Chimpanzees escape Belfast Zoo enclosure using tree branch 'ladder'

Chimpanzees using a tree branch "ladder" to get out of their enclosure at the Belfast Zoo on Feb 9, 2019. PHOTO: TWITTER/@STUARTROBINSON1

Visitors to the Belfast Zoo in Northern Ireland managed to get a lot closer to the chimpanzees than they were expecting to on Saturday (Feb 9).

Several chimpanzees climbed up to the top of the wall of their enclosure with the help of a large tree branch, and one was seen along a public footpath in the zoo, going by footage posted on social media.

Ms Danielle Monaghan - who was at the zoo with her children, her partner and his nieces - witnessed the primates' escape, the BBC reported.

She said that she was "petrified" when one of the chimps climbed out of the enclosure and started walking around it. However, the animal did not seem threatening, to Ms Monaghan's relief.

"It may have been a different story if it had been aggressive but it absolutely wasn't. It made us feel at ease. We just walked past it and it was absolutely grand," she told the BBC.

Belfast Zoo spokesman Alan Cairns said that the trees in the chimpanzees' enclosure were likely to have been weakened by recent storms, allowing the apes to break a tree branch and use it as an improvised ladder.
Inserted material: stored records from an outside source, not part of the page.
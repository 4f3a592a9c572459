// SPDX-License-Identifier: MPL-2.0
// This Source Code Form is subject to the terms of the Mozilla Public
// License, v. 2.0. If a copy of the MPL was not distributed with this
// file, You can obtain one at https://mozilla.org/MPL/2.0/.

//! Subscriptions to emitted events.
//!
//! # Overview
//!
//! - [`Subscription`] - Handle to one registered callback; owns its cancellation
//! - [`SubscriptionScope`] - Guard that unsubscribes when dropped
//! - [`Callback`] - Immediate (plain function) or deferred (async) callback
//! - [`SubscriptionId`] - Process-unique identity of a subscription
//! - [`Subscribable`] - Trait for types that embed an [`Emitter`](crate::Emitter)
//!
//! # Delivery
//!
//! Invoking a subscription spawns a task on the emitter's tokio runtime and
//! returns immediately. Unsubscribing prevents later emits from reaching the
//! callback but does not cancel tasks that were already spawned.

mod callback;
mod registration;
mod scope;
mod subscribable;

pub use callback::{BoxFuture, Callback, SubscriptionId};
pub use registration::Subscription;
pub(crate) use registration::WeakSubscription;
pub use scope::SubscriptionScope;
pub use subscribable::Subscribable;
// SPDX-License-Identifier: MPL-2.0
// This Source Code Form is subject to the terms of the Mozilla Public
// License, v. 2.0. If a copy of the MPL was not distributed with this
// file, You can obtain one at https://mozilla.org/MPL/2.0/.

//! Event values.
//!
//! An [`Event`] is one emitted occurrence: it belongs to exactly one
//! [`EventCategory`](crate::category::EventCategory), optionally carries an
//! application payload, and records the [`EmitterId`] of the emitter that
//! first emitted it.
//!
//! # Examples
//!
//! ```
//! use emitter_lib::category::HierarchyBuilder;
//! use emitter_lib::event::Event;
//!
//! let hierarchy = HierarchyBuilder::new("BaseEvent")
//!     .category("Payload", &[])
//!     .build()?;
//!
//! let event = Event::new(hierarchy.lookup("Payload").unwrap()).with_payload("one");
//! assert_eq!(event.payload::<&'static str>(), Some(&"one"));
//! assert!(event.target().is_none());
//! # Ok::<(), emitter_lib::Error>(())
//! ```

mod emitter_id;
mod event_value;

pub use emitter_id::EmitterId;
pub use event_value::Event;
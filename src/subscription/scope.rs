// SPDX-License-Identifier: MPL-2.0
// This Source Code Form is subject to the terms of the Mozilla Public
// License, v. 2.0. If a copy of the MPL was not distributed with this
// file, You can obtain one at https://mozilla.org/MPL/2.0/.

//! Scoped subscription guard.

use std::ops::Deref;

use super::Subscription;

/// Guard returned by [`Subscription::scope`].
///
/// Dereferences to the subscription. When the guard goes out of scope the
/// subscription is unsubscribed, whether the scope ends normally, through
/// `?`, or by unwinding.
///
/// # Examples
///
/// ```
/// use emitter_lib::Emitter;
/// use emitter_lib::category::HierarchyBuilder;
/// use emitter_lib::event::Event;
///
/// # #[tokio::main(flavor = "current_thread")]
/// # async fn main() -> emitter_lib::Result<()> {
/// let hierarchy = HierarchyBuilder::new("BaseEvent").build()?;
/// let emitter = Emitter::new(hierarchy.clone(), tokio::runtime::Handle::current());
///
/// let subscription = emitter.listen(hierarchy.root(), |_event| {})?;
/// {
///     let _scope = subscription.scope()?;
///     emitter.emit(Event::new(hierarchy.root()))?; // delivered
/// }
/// emitter.emit(Event::new(hierarchy.root()))?; // not delivered
/// assert!(subscription.is_cancelled());
/// # Ok(())
/// # }
/// ```
#[derive(Debug)]
#[must_use = "dropping the scope immediately unsubscribes"]
pub struct SubscriptionScope {
    subscription: Subscription,
}

impl SubscriptionScope {
    pub(crate) fn new(subscription: Subscription) -> Self {
        Self { subscription }
    }
}

impl Deref for SubscriptionScope {
    type Target = Subscription;

    fn deref(&self) -> &Self::Target {
        &self.subscription
    }
}

impl Drop for SubscriptionScope {
    fn drop(&mut self) {
        self.subscription.unsubscribe();
    }
}
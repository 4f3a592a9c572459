// SPDX-License-Identifier: MPL-2.0
// This Source Code Form is subject to the terms of the Mozilla Public
// License, v. 2.0. If a copy of the MPL was not distributed with this
// file, You can obtain one at https://mozilla.org/MPL/2.0/.

//! Serializable hierarchy definitions.
//!
//! Applications that keep their event taxonomy in configuration can describe
//! it as JSON and turn it into a [`CategoryHierarchy`]:
//!
//! ```json
//! {
//!   "root": "BaseEvent",
//!   "categories": [
//!     { "name": "Connection" },
//!     { "name": "Opened", "parents": ["Connection"] }
//!   ]
//! }
//! ```

use std::sync::Arc;

use serde::{Deserialize, Serialize};

use crate::error::Result;

use super::{CategoryHierarchy, HierarchyBuilder};

const DEFAULT_ROOT: &str = "BaseEvent";

fn default_root() -> String {
    DEFAULT_ROOT.to_string()
}

/// One category entry of a [`HierarchyDefinition`].
#[derive(Debug, Clone, PartialEq, Eq, Serialize, Deserialize)]
pub struct CategoryDefinition {
    /// Category name, unique within the hierarchy.
    pub name: String,
    /// Parent category names. Empty means a direct child of the root.
    #[serde(default, skip_serializing_if = "Vec::is_empty")]
    pub parents: Vec<String>,
}

/// A declarative description of a category hierarchy.
#[derive(Debug, Clone, PartialEq, Eq, Serialize, Deserialize)]
pub struct HierarchyDefinition {
    /// Name of the root category. Defaults to `BaseEvent`.
    #[serde(default = "default_root")]
    pub root: String,
    /// Non-root categories in any order.
    #[serde(default)]
    pub categories: Vec<CategoryDefinition>,
}

impl HierarchyDefinition {
    /// Parses a definition from a JSON document.
    ///
    /// # Errors
    ///
    /// Returns [`Error::Config`](crate::Error::Config) if the document is not
    /// valid JSON or does not match the expected shape.
    pub fn from_json(json: &str) -> Result<Self> {
        Ok(serde_json::from_str(json)?)
    }

    /// Serializes the definition as pretty-printed JSON.
    ///
    /// # Errors
    ///
    /// Returns [`Error::Config`](crate::Error::Config) if serialization fails.
    pub fn to_json(&self) -> Result<String> {
        Ok(serde_json::to_string_pretty(self)?)
    }

    /// Converts the definition into a builder.
    #[must_use]
    pub fn into_builder(self) -> HierarchyBuilder {
        self.categories
            .into_iter()
            .fold(HierarchyBuilder::new(self.root), |builder, def| {
                builder.category_owned(def.name, def.parents)
            })
    }

    /// Builds the hierarchy described by this definition.
    ///
    /// # Errors
    ///
    /// Returns [`Error::Hierarchy`](crate::Error::Hierarchy) if the
    /// definition is malformed.
    pub fn build(self) -> Result<Arc<CategoryHierarchy>> {
        Ok(self.into_builder().build()?)
    }
}

impl Default for HierarchyDefinition {
    fn default() -> Self {
        Self {
            root: default_root(),
            categories: Vec::new(),
        }
    }
}

#[cfg(test)]
mod tests {
    use super::*;
    use crate::error::{Error, HierarchyError};

    #[test]
    fn parses_json_with_default_root() {
        let def = HierarchyDefinition::from_json(
            r#"{ "categories": [
                { "name": "Connection" },
                { "name": "Opened", "parents": ["Connection"] }
            ] }"#,
        )
        .unwrap();

        assert_eq!(def.root, "BaseEvent");
        assert_eq!(def.categories.len(), 2);
        assert!(def.categories[0].parents.is_empty());

        let h = def.build().unwrap();
        let opened = h.lookup("Opened").unwrap();
        let connection = h.lookup("Connection").unwrap();
        assert!(h.is_descendant_of(opened, connection));
        assert_eq!(h.name(h.root()), Some("BaseEvent"));
    }

    #[test]
    fn invalid_json_is_config_error() {
        let err = HierarchyDefinition::from_json("{ categories: ").unwrap_err();
        assert!(matches!(err, Error::Config(_)));
    }

    #[test]
    fn cyclic_definition_is_hierarchy_error() {
        let def = HierarchyDefinition {
            root: "Root".to_string(),
            categories: vec![
                CategoryDefinition {
                    name: "X".to_string(),
                    parents: vec!["Y".to_string()],
                },
                CategoryDefinition {
                    name: "Y".to_string(),
                    parents: vec!["X".to_string()],
                },
            ],
        };
        let err = def.build().unwrap_err();
        assert!(matches!(err, Error::Hierarchy(HierarchyError::Cycle(_))));
    }

    #[test]
    fn json_output_parses_back() {
        let def = HierarchyDefinition {
            root: "Root".to_string(),
            categories: vec![CategoryDefinition {
                name: "Child".to_string(),
                parents: Vec::new(),
            }],
        };
        let json = def.to_json().unwrap();
        assert!(!json.contains("parents"));
        assert_eq!(HierarchyDefinition::from_json(&json).unwrap(), def);
    }
}
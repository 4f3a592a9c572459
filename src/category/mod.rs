// SPDX-License-Identifier: MPL-2.0
// This Source Code Form is subject to the terms of the Mozilla Public
// License, v. 2.0. If a copy of the MPL was not distributed with this
// file, You can obtain one at https://mozilla.org/MPL/2.0/.

//! Event categories and the hierarchy that relates them.
//!
//! Categories form a directed acyclic graph rooted at a single root category
//! (conventionally `BaseEvent`). A category may have several parents, so
//! diamond shapes are legal: a listener on a shared ancestor still matches an
//! event exactly once.
//!
//! # Examples
//!
//! ```
//! use emitter_lib::category::HierarchyBuilder;
//!
//! let hierarchy = HierarchyBuilder::new("BaseEvent")
//!     .category("Connection", &[])
//!     .category("Opened", &["Connection"])
//!     .category("Closed", &["Connection"])
//!     .build()?;
//!
//! let opened = hierarchy.lookup("Opened").unwrap();
//! let connection = hierarchy.lookup("Connection").unwrap();
//! assert!(hierarchy.is_descendant_of(opened, connection));
//! assert!(hierarchy.is_descendant_of(opened, hierarchy.root()));
//! # Ok::<(), emitter_lib::Error>(())
//! ```

mod definition;
mod event_category;
mod hierarchy;

pub use definition::{CategoryDefinition, HierarchyDefinition};
pub use event_category::EventCategory;
pub use hierarchy::{CategoryHierarchy, HierarchyBuilder};
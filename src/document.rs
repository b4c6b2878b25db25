//! Payload of the "create document" API call.
//!
//! Field names mirror the JSON keys the API expects, which mix snake_case and
//! camelCase.

use serde::{Deserialize, Serialize};

use crate::error::Result;

#[derive(Debug, Default, Clone, PartialEq, Serialize, Deserialize)]
pub struct Document {
    pub description: Option<Description>,
    pub doc_id: Option<String>,
    pub doc_status: Option<String>,
    pub doc_type: Option<String>,
    #[serde(rename = "importRequest")]
    pub import_request: bool,
    pub owner_inn: Option<String>,
    pub participant_inn: Option<String>,
    pub producer_inn: Option<String>,
    pub production_date: Option<String>,
    pub production_type: Option<String>,
    #[serde(default)]
    pub products: Vec<Product>,
    pub reg_date: Option<String>,
    pub reg_number: Option<String>,
}

#[derive(Debug, Default, Clone, PartialEq, Serialize, Deserialize)]
pub struct Description {
    #[serde(rename = "participantInn")]
    pub participant_inn: Option<String>,
}

#[derive(Debug, Default, Clone, PartialEq, Serialize, Deserialize)]
pub struct Product {
    pub certificate_document: Option<String>,
    pub certificate_document_date: Option<String>,
    pub certificate_document_number: Option<String>,
    pub owner_inn: Option<String>,
    pub producer_inn: Option<String>,
    pub production_date: Option<String>,
    pub tnved_code: Option<String>,
    pub uit_code: Option<String>,
    pub uitu_code: Option<String>,
}

impl Document {
    pub fn to_json(&self) -> Result<Vec<u8>> {
        Ok(serde_json::to_vec(self)?)
    }

    /// Sample introduction-of-goods document used by the demo binary.
    pub fn sample() -> Self {
        let inn = Some("1234567890".to_string());
        let date = Some("2020-01-23".to_string());

        Self {
            description: Some(Description {
                participant_inn: inn.clone(),
            }),
            doc_id: Some("12345".into()),
            doc_status: Some("NEW".into()),
            doc_type: Some("LP_INTRODUCE_GOODS".into()),
            import_request: true,
            owner_inn: inn.clone(),
            participant_inn: inn.clone(),
            producer_inn: inn.clone(),
            production_date: date.clone(),
            production_type: Some("TYPE_A".into()),
            products: vec![Product {
                certificate_document: Some("CERT12345".into()),
                certificate_document_date: date.clone(),
                certificate_document_number: Some("CERT_NUM".into()),
                owner_inn: inn.clone(),
                producer_inn: inn,
                production_date: date.clone(),
                tnved_code: Some("TNVED1234".into()),
                uit_code: Some("UITCODE1234".into()),
                uitu_code: Some("UITUCODE1234".into()),
            }],
            reg_date: date,
            reg_number: Some("REG12345".into()),
        }
    }
}

#[cfg(test)]
mod tests {
    use super::*;
    use serde_json::Value;

    #[test]
    fn test_serializes_with_api_keys() {
        let json: Value = serde_json::from_slice(&Document::sample().to_json().unwrap()).unwrap();

        assert_eq!(json["importRequest"], Value::Bool(true));
        assert_eq!(json["description"]["participantInn"], "1234567890");
        assert_eq!(json["doc_type"], "LP_INTRODUCE_GOODS");
        assert_eq!(json["reg_number"], "REG12345");
        assert_eq!(json["products"][0]["tnved_code"], "TNVED1234");
        assert_eq!(json["products"][0]["uitu_code"], "UITUCODE1234");
        assert!(json.get("import_request").is_none());
    }

    #[test]
    fn test_unset_fields_serialize_as_null() {
        let json: Value = serde_json::from_slice(&Document::default().to_json().unwrap()).unwrap();

        assert_eq!(json["doc_id"], Value::Null);
        assert_eq!(json["description"], Value::Null);
        assert_eq!(json["importRequest"], Value::Bool(false));
        assert_eq!(json["products"], Value::Array(vec![]));
    }

    #[test]
    fn test_missing_products_default_to_empty() {
        let doc: Document = serde_json::from_str(r#"{"importRequest": false, "doc_id": "1"}"#).unwrap();

        assert!(doc.products.is_empty());
        assert_eq!(doc.doc_id.as_deref(), Some("1"));
    }
}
However, the zoo's chimpanzees were "quite cowardly" and later returned to the enclosure on their own.

"They're intelligent primates and know they're not supposed to be out of their enclosure, so got back in themselves," he told the BBC.

Mr Cairns told the British broadcaster that the zoo will review the design of the enclosure, and may have to remove the trees, although they do not want to do so.

Last month, an endangered red panda cub escaped from Belfast Zoo.It was eventually found in a residential garden a short distance from the zoo.

In November last year, a snow leopard was shot dead after the animal escaped from its enclosure in Dudley Zoo in Britain.

A zookeeper had left the enclosure door open, and the eight-year-old snow leopard was killed in the interest of public safety, the zoo said.

Last June, two lions, two tigers and a jaguar escaped their enclosures in a flooded German zoo for several hours. Local residents near the Eifel Zoo were told to stay indoors while the big cats were on the loose.